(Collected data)

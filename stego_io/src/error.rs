use thiserror::Error;

/// Failures raised while reading/writing images and sidecar files.
#[derive(Debug, Error)]
pub enum StegoIoError {
    /// A required input file (cover, payload, or sidecar) does not exist.
    #[error("required input file is missing: {path}")]
    InputMissing {
        /// Path that was expected to exist.
        path: String,
    },

    /// The image isn't square, or its side isn't a multiple of 8.
    #[error("image dimensions {width}x{height} are not square, or not a multiple of 8")]
    DimensionInvalid {
        /// Decoded image width in pixels.
        width: u32,
        /// Decoded image height in pixels.
        height: u32,
    },

    /// The `image` crate failed to decode or encode a file.
    #[error("failed to decode or encode image at {path}: {source}")]
    Image {
        /// Path of the image that failed.
        path: String,
        #[source]
        /// Underlying decode/encode error.
        source: image::ImageError,
    },

    /// A plain filesystem read/write failed.
    #[error("I/O error on {path}: {source}")]
    Io {
        /// Path being read or written.
        path: String,
        #[source]
        /// Underlying OS error.
        source: std::io::Error,
    },
}
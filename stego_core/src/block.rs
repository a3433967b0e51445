//! Block-level data model: the 8x8 pixel/coefficient grids the rest of the
//! crate operates on, and the whole-image buffer they're sliced from.

use crate::error::StegoError;

pub const BLOCK_SIDE: usize = 8;
pub const BLOCK_LEN: usize = BLOCK_SIDE * BLOCK_SIDE;

/// An 8x8 grid of pixel samples in `[0, 255]`. Immutable ground truth for a
/// single block's optimization.
pub type PixelBlock = [[u8; BLOCK_SIDE]; BLOCK_SIDE];

/// An 8x8 grid of real-valued DCT coefficients.
pub type CoefBlock = [[f64; BLOCK_SIDE]; BLOCK_SIDE];

/// An 8x8 grid of signed integer samples, as produced by the inverse DCT
/// before any clamping. Unlike [`PixelBlock`], entries are **not** bounded to
/// `[0, 255]` — an embed can legitimately push a sample outside that range
/// before the fitness metric (C4) clamps it back.
pub type RawBlock = [[i32; BLOCK_SIDE]; BLOCK_SIDE];

/// A whole grayscale image as a flat buffer of 8-bit samples, row-major.
///
/// This is the thing `stego-io` decodes a PNG into and the block driver reads
/// blocks from / writes committed change-matrices back into. Square and a
/// multiple of 8 in each dimension, enforced at construction time.
#[derive(Debug, Clone)]
pub struct PixelBuffer {
    width: usize,
    height: usize,
    data: Vec<u8>,
}

impl PixelBuffer {
    pub fn new(width: usize, height: usize, data: Vec<u8>) -> Self {
        assert_eq!(data.len(), width * height);
        Self {
            width,
            height,
            data,
        }
    }

    /// Construct a buffer, rejecting images that aren't square or aren't an
    /// exact multiple of [`BLOCK_SIDE`] on a side.
    pub fn validated(width: usize, height: usize, data: Vec<u8>) -> Result<Self, StegoError> {
        if width != height || !width.is_multiple_of(BLOCK_SIDE) || width == 0 {
            return Err(StegoError::DimensionInvalid { width, height });
        }
        Ok(Self::new(width, height, data))
    }

    pub fn width(&self) -> usize {
        self.width
    }

    pub fn height(&self) -> usize {
        self.height
    }

    pub fn data(&self) -> &[u8] {
        &self.data
    }

    /// Number of 8x8 blocks this image is divided into, assuming a square
    /// image whose side is a multiple of 8 (checked elsewhere).
    pub fn block_count(&self) -> usize {
        (self.width / BLOCK_SIDE) * (self.height / BLOCK_SIDE)
    }

    /// Top-left pixel coordinate of block `index`, using the spec's
    /// `block_w = index % (width/8)`, `block_h = index / (width/8)` scheme.
    pub fn block_origin(&self, index: usize) -> (usize, usize) {
        let blocks_per_row = self.width / BLOCK_SIDE;
        let block_w = index % blocks_per_row;
        let block_h = index / blocks_per_row;
        (block_w * BLOCK_SIDE, block_h * BLOCK_SIDE)
    }

    /// Extract the 8x8 block at `index` as a standalone `PixelBlock`.
    pub fn read_block(&self, index: usize) -> PixelBlock {
        let (x0, y0) = self.block_origin(index);
        let mut block = [[0u8; BLOCK_SIDE]; BLOCK_SIDE];
        for (i, row) in block.iter_mut().enumerate() {
            let src_row = (y0 + i) * self.width + x0;
            row.copy_from_slice(&self.data[src_row..src_row + BLOCK_SIDE]);
        }
        block
    }

    /// Add `delta[i][j]` to the pixel at block `index`, position `(i, j)`,
    /// clamping to `[0, 255]`. The caller is expected to have already
    /// clamped via `Candidate::normalize`, so this is a plain write-back.
    pub fn write_block(&mut self, index: usize, block: &PixelBlock) {
        let (x0, y0) = self.block_origin(index);
        for (i, row) in block.iter().enumerate() {
            let dst_row = (y0 + i) * self.width + x0;
            self.data[dst_row..dst_row + BLOCK_SIDE].copy_from_slice(row);
        }
    }
}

### [TASK ITEM]
Return all of the data exactly as it reads.

### [TASK RESPONSE]
filename stego_io/src/error.rs
use thiserror::Error;

/// Failures raised while reading/writing images and sidecar files.
#[derive(Debug, Error)]
pub enum StegoIoError {
    /// A required input file (cover, payload, or sidecar) does not exist.
    #[error("required input file is missing: {path}")]
    InputMissing {
        /// Path that was expected to exist.
        path: String,
    },

    /// The image isn't square, or its side isn't a multiple of 8.
    #[error("image dimensions {width}x{height} are not square, or not a multiple of 8")]
    DimensionInvalid {
        /// Decoded image width in pixels.
        width: u32,
        /// Decoded image height in pixels.
        height: u32,
    },

    /// The `image` crate failed to decode or encode a file.
    #[error("failed to decode or encode image at {path}: {source}")]
    Image {
        /// Path of the image that failed.
        path: String,
        #[source]
        /// Underlying decode/encode error.
        source: image::ImageError,
    },

    /// A plain filesystem read/write failed.
    #[error("I/O error on {path}: {source}")]
    Io {
        /// Path being read or written.
        path: String,
        #[source]
        /// Underlying OS error.
        source: std::io::Error,
    },
}
filename stego_core/src/block.rs
repository a3433967b0e51445
//! Block-level data model: the 8x8 pixel/coefficient grids the rest of the
//! crate operates on, and the whole-image buffer they're sliced from.

use crate::error::StegoError;

pub const BLOCK_SIDE: usize = 8;
pub const BLOCK_LEN: usize = BLOCK_SIDE * BLOCK_SIDE;

/// An 8x8 grid of pixel samples in `[0, 255]`. Immutable ground truth for a
/// single block's optimization.
pub type PixelBlock = [[u8; BLOCK_SIDE]; BLOCK_SIDE];

/// An 8x8 grid of real-valued DCT coefficients.
pub type CoefBlock = [[f64; BLOCK_SIDE]; BLOCK_SIDE];

/// An 8x8 grid of signed integer samples, as produced by the inverse DCT
/// before any clamping. Unlike [`PixelBlock`], entries are **not** bounded to
/// `[0, 255]` — an embed can legitimately push a sample outside that range
/// before the fitness metric (C4) clamps it back.
pub type RawBlock = [[i32; BLOCK_SIDE]; BLOCK_SIDE];

/// A whole grayscale image as a flat buffer of 8-bit samples, row-major.
///
/// This is the thing `stego-io` decodes a PNG into and the block driver reads
/// blocks from / writes committed change-matrices back into. Square and a
/// multiple of 8 in each dimension, enforced at construction time.
#[derive(Debug, Clone)]
pub struct PixelBuffer {
    width: usize,
    height: usize,
    data: Vec<u8>,
}

impl PixelBuffer {
    pub fn new(width: usize, height: usize, data: Vec<u8>) -> Self {
        assert_eq!(data.len(), width * height);
        Self {
            width,
            height,
            data,
        }
    }

    /// Construct a buffer, rejecting images that aren't square or aren't an
    /// exact multiple of [`BLOCK_SIDE`] on a side.
    pub fn validated(width: usize, height: usize, data: Vec<u8>) -> Result<Self, StegoError> {
        if width != height || !width.is_multiple_of(BLOCK_SIDE) || width == 0 {
            return Err(StegoError::DimensionInvalid { width, height });
        }
        Ok(Self::new(width, height, data))
    }

    pub fn width(&self) -> usize {
        self.width
    }

    pub fn height(&self) -> usize {
        self.height
    }

    pub fn data(&self) -> &[u8] {
        &self.data
    }

    /// Number of 8x8 blocks this image is divided into, assuming a square
    /// image whose side is a multiple of 8 (checked elsewhere).
    pub fn block_count(&self) -> usize {
        (self.width / BLOCK_SIDE) * (self.height / BLOCK_SIDE)
    }

    /// Top-left pixel coordinate of block `index`, using the spec's
    /// `block_w = index % (width/8)`, `block_h = index / (width/8)` scheme.
    pub fn block_origin(&self, index: usize) -> (usize, usize) {
        let blocks_per_row = self.width / BLOCK_SIDE;
        let block_w = index % blocks_per_row;
        let block_h = index / blocks_per_row;
        (block_w * BLOCK_SIDE, block_h * BLOCK_SIDE)
    }

    /// Extract the 8x8 block at `index` as a standalone `PixelBlock`.
    pub fn read_block(&self, index: usize) -> PixelBlock {
        let (x0, y0) = self.block_origin(index);
        let mut block = [[0u8; BLOCK_SIDE]; BLOCK_SIDE];
        for (i, row) in block.iter_mut().enumerate() {
            let src_row = (y0 + i) * self.width + x0;
            row.copy_from_slice(&self.data[src_row..src_row + BLOCK_SIDE]);
        }
        block
    }

    /// Add `delta[i][j]` to the pixel at block `index`, position `(i, j)`,
    /// clamping to `[0, 255]`. The caller is expected to have already
    /// clamped via `Candidate::normalize`, so this is a plain write-back.
    pub fn write_block(&mut self, index: usize, block: &PixelBlock) {
        let (x0, y0) = self.block_origin(index);
        for (i, row) in block.iter().enumerate() {
            let dst_row = (y0 + i) * self.width + x0;
            self.data[dst_row..dst_row + BLOCK_SIDE].copy_from_slice(row);
        }
    }
}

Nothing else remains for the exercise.